# Tikka T3 Tactical....?



## Vulnic666 (Feb 25, 2008)

Hi.

I'm going to be purchasing a Tikka T3 Tactical in .308 Win - and was wondering two things, the first is simply about the optionl MuzzleBreak.. a) Is it worth buying? i.e. Helps reduce recoil etc (and does it make the rifle significantly louder as I've heard) and b) Can it be removed and put back on easily and at free will??? Or is it fixed to the barrel of the rifle.

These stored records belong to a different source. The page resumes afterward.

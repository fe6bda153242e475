//! Job handler trait and the context handed to each invocation.

use async_trait::async_trait;
use serde::de::DeserializeOwned;
use serde_json::Value as JsonValue;

use versebank_core::{Error, Job, JobType, Result};

/// Progress callback type for job handlers.
pub type ProgressCallback = Box<dyn Fn(i32, Option<&str>) + Send + Sync>;

/// Context provided to job handlers.
pub struct JobContext {
    /// The job being processed.
    pub job: Job,
    /// Progress callback for updating job progress.
    progress_callback: Option<ProgressCallback>,
}

impl JobContext {
    /// Create a new job context.
    pub fn new(job: Job) -> Self {
        Self {
            job,
            progress_callback: None,
        }
    }

    /// Set the progress callback.
    pub fn with_progress_callback<F>(mut self, callback: F) -> Self
    where
        F: Fn(i32, Option<&str>) + Send + Sync + 'static,
    {
        self.progress_callback = Some(Box::new(callback));
        self
    }

    /// Report progress to the callback.
    pub fn report_progress(&self, percent: i32, message: Option<&str>) {
        if let Some(ref callback) = self.progress_callback {
            callback(percent, message);
        }
    }

    /// Get the job payload.
    pub fn payload(&self) -> Option<&JsonValue> {
        self.job.payload.as_ref()
    }

    /// Decode the payload into job arguments. A missing payload yields the
    /// arguments' defaults; missing fields take their serde defaults.
    pub fn parse_args<T: DeserializeOwned + Default>(&self) -> Result<T> {
        match self.payload() {
            None | Some(JsonValue::Null) => Ok(T::default()),
            Some(value) => serde_json::from_value(value.clone()).map_err(|e| {
                Error::InvalidInput(format!(
                    "Invalid {} payload: {}",
                    self.job.job_type, e
                ))
            }),
        }
    }
}

/// Result of job execution.
#[derive(Debug)]
pub enum JobResult {
    /// Job completed successfully with optional result data.
    Success(Option<JsonValue>),
    /// Job failed with an error message.
    Failed(String),
}

/// Trait for job handlers.
#[async_trait]
pub trait JobHandler: Send + Sync {
    /// The job type this handler processes.
    fn job_type(&self) -> JobType;

    /// Execute the job.
    async fn execute(&self, ctx: JobContext) -> JobResult;

    /// Check if this handler can process the given job type.
    fn can_handle(&self, job_type: JobType) -> bool {
        self.job_type() == job_type
    }
}
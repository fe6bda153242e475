//! Ollama embedding backend implementation.

use async_trait::async_trait;
use reqwest::Client;
use serde::{Deserialize, Serialize};
use std::time::{Duration, Instant};
use tracing::{info, instrument};

use versebank_core::{defaults, EmbeddingBackend, Error, Result, Vector};

use crate::response::{error_snippet, log_embed_latency};

/// Default Ollama endpoint.
pub const DEFAULT_OLLAMA_URL: &str = defaults::OLLAMA_URL;

/// Default embedding model.
pub const DEFAULT_EMBED_MODEL: &str = defaults::EMBED_MODEL;

/// Default embedding dimension for nomic-embed-text.
pub const DEFAULT_DIMENSION: usize = defaults::EMBED_DIMENSION;

/// Timeout for embedding requests (seconds).
pub const EMBED_TIMEOUT_SECS: u64 = defaults::EMBED_TIMEOUT_SECS;

/// Ollama embedding backend.
pub struct OllamaBackend {
    client: Client,
    base_url: String,
    embed_model: String,
    dimension: usize,
    embed_timeout_secs: u64,
}

impl OllamaBackend {
    /// Create a new Ollama backend with default settings.
    pub fn new() -> Self {
        Self::with_config(
            DEFAULT_OLLAMA_URL.to_string(),
            DEFAULT_EMBED_MODEL.to_string(),
            DEFAULT_DIMENSION,
        )
    }

    /// Create a new Ollama backend with custom configuration.
    pub fn with_config(base_url: String, embed_model: String, dimension: usize) -> Self {
        let embed_timeout = std::env::var("VERSEBANK_EMBED_TIMEOUT_SECS")
            .ok()
            .and_then(|v| v.parse::<u64>().ok())
            .unwrap_or(EMBED_TIMEOUT_SECS);

        info!(
            "Initializing Ollama backend: url={}, embed={}, dim={}",
            base_url, embed_model, dimension
        );

        Self {
            client: Client::new(),
            base_url: base_url.trim_end_matches('/').to_string(),
            embed_model,
            dimension,
            embed_timeout_secs: embed_timeout,
        }
    }

    /// Create from `OLLAMA_BASE`, `OLLAMA_EMBED_MODEL` and `OLLAMA_EMBED_DIM`.
    /// Unset or blank variables keep their defaults.
    pub fn from_env() -> Self {
        let env = |key: &str| std::env::var(key).ok().filter(|v| !v.trim().is_empty());
        Self::with_config(
            env("OLLAMA_BASE").unwrap_or_else(|| DEFAULT_OLLAMA_URL.to_string()),
            env("OLLAMA_EMBED_MODEL").unwrap_or_else(|| DEFAULT_EMBED_MODEL.to_string()),
            env("OLLAMA_EMBED_DIM")
                .and_then(|v| v.parse().ok())
                .unwrap_or(DEFAULT_DIMENSION),
        )
    }

    /// Override the per-request embedding timeout.
    pub fn with_timeout_secs(mut self, secs: u64) -> Self {
        self.embed_timeout_secs = secs;
        self
    }

    /// Base URL requests are sent to.
    pub fn base_url(&self) -> &str {
        &self.base_url
    }
}

impl Default for OllamaBackend {
    fn default() -> Self {
        Self::new()
    }
}

#[derive(Serialize)]
struct EmbeddingRequest {
    model: String,
    input: Vec<String>,
}

#[derive(Deserialize)]
struct EmbeddingResponse {
    embeddings: Vec<Vec<f32>>,
}

#[async_trait]
impl EmbeddingBackend for OllamaBackend {
    #[instrument(skip(self, texts), fields(subsystem = "inference", component = "ollama", op = "embed_texts", model = %self.embed_model, input_count = texts.len()))]
    async fn embed_texts(&self, texts: &[String]) -> Result<Vec<Vector>> {
        if texts.is_empty() {
            return Ok(vec![]);
        }

        let start = Instant::now();

        let request = EmbeddingRequest {
            model: self.embed_model.clone(),
            input: texts.to_vec(),
        };

        let response = self
            .client
            .post(format!("{}/api/embed", self.base_url))
            .timeout(Duration::from_secs(self.embed_timeout_secs))
            .json(&request)
            .send()
            .await
            .map_err(|e| Error::Embedding(format!("Request failed: {}", e)))?;

        if !response.status().is_success() {
            let status = response.status();
            let body = response.text().await.unwrap_or_default();
            return Err(Error::Embedding(format!(
                "Ollama returned {}: {}",
                status,
                error_snippet(&body)
            )));
        }

        let result: EmbeddingResponse = response
            .json()
            .await
            .map_err(|e| Error::Embedding(format!("Failed to parse response: {}", e)))?;

        let vectors: Vec<Vector> = result.embeddings.into_iter().map(Vector::from).collect();
        log_embed_latency(start, texts.len(), vectors.len());
        Ok(vectors)
    }

    fn dimension(&self) -> usize {
        self.dimension
    }

    fn model_name(&self) -> &str {
        &self.embed_model
    }
}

Also I am trying to find a good scope to fit to it.... I will be using the rifle for mostly Long range bench rest, around the 300 to 800 yard mark, on average.. and was wondering what specs in optics I should get. I have heard good things about Leupold for a brand, and was wondering if a Leupold in 10 x 32 would be suitable? I would like something of fairly good quality, with a fair ammount of customization and adjusting available with powerful telescoping. 
Thanks to anyone who can help.
Cheers


----------



## Savage260 (Oct 21, 2007)

Don't get the muzzle brake, not needed, and Leupold Mk4 would be a great addition, if you like leupys. This is just my opinon, take it for what it is worth.


----------



## iwantabuggy (Feb 15, 2005)

I agree, the brake is not needed on a 308. Get the best optics you can afford.


----------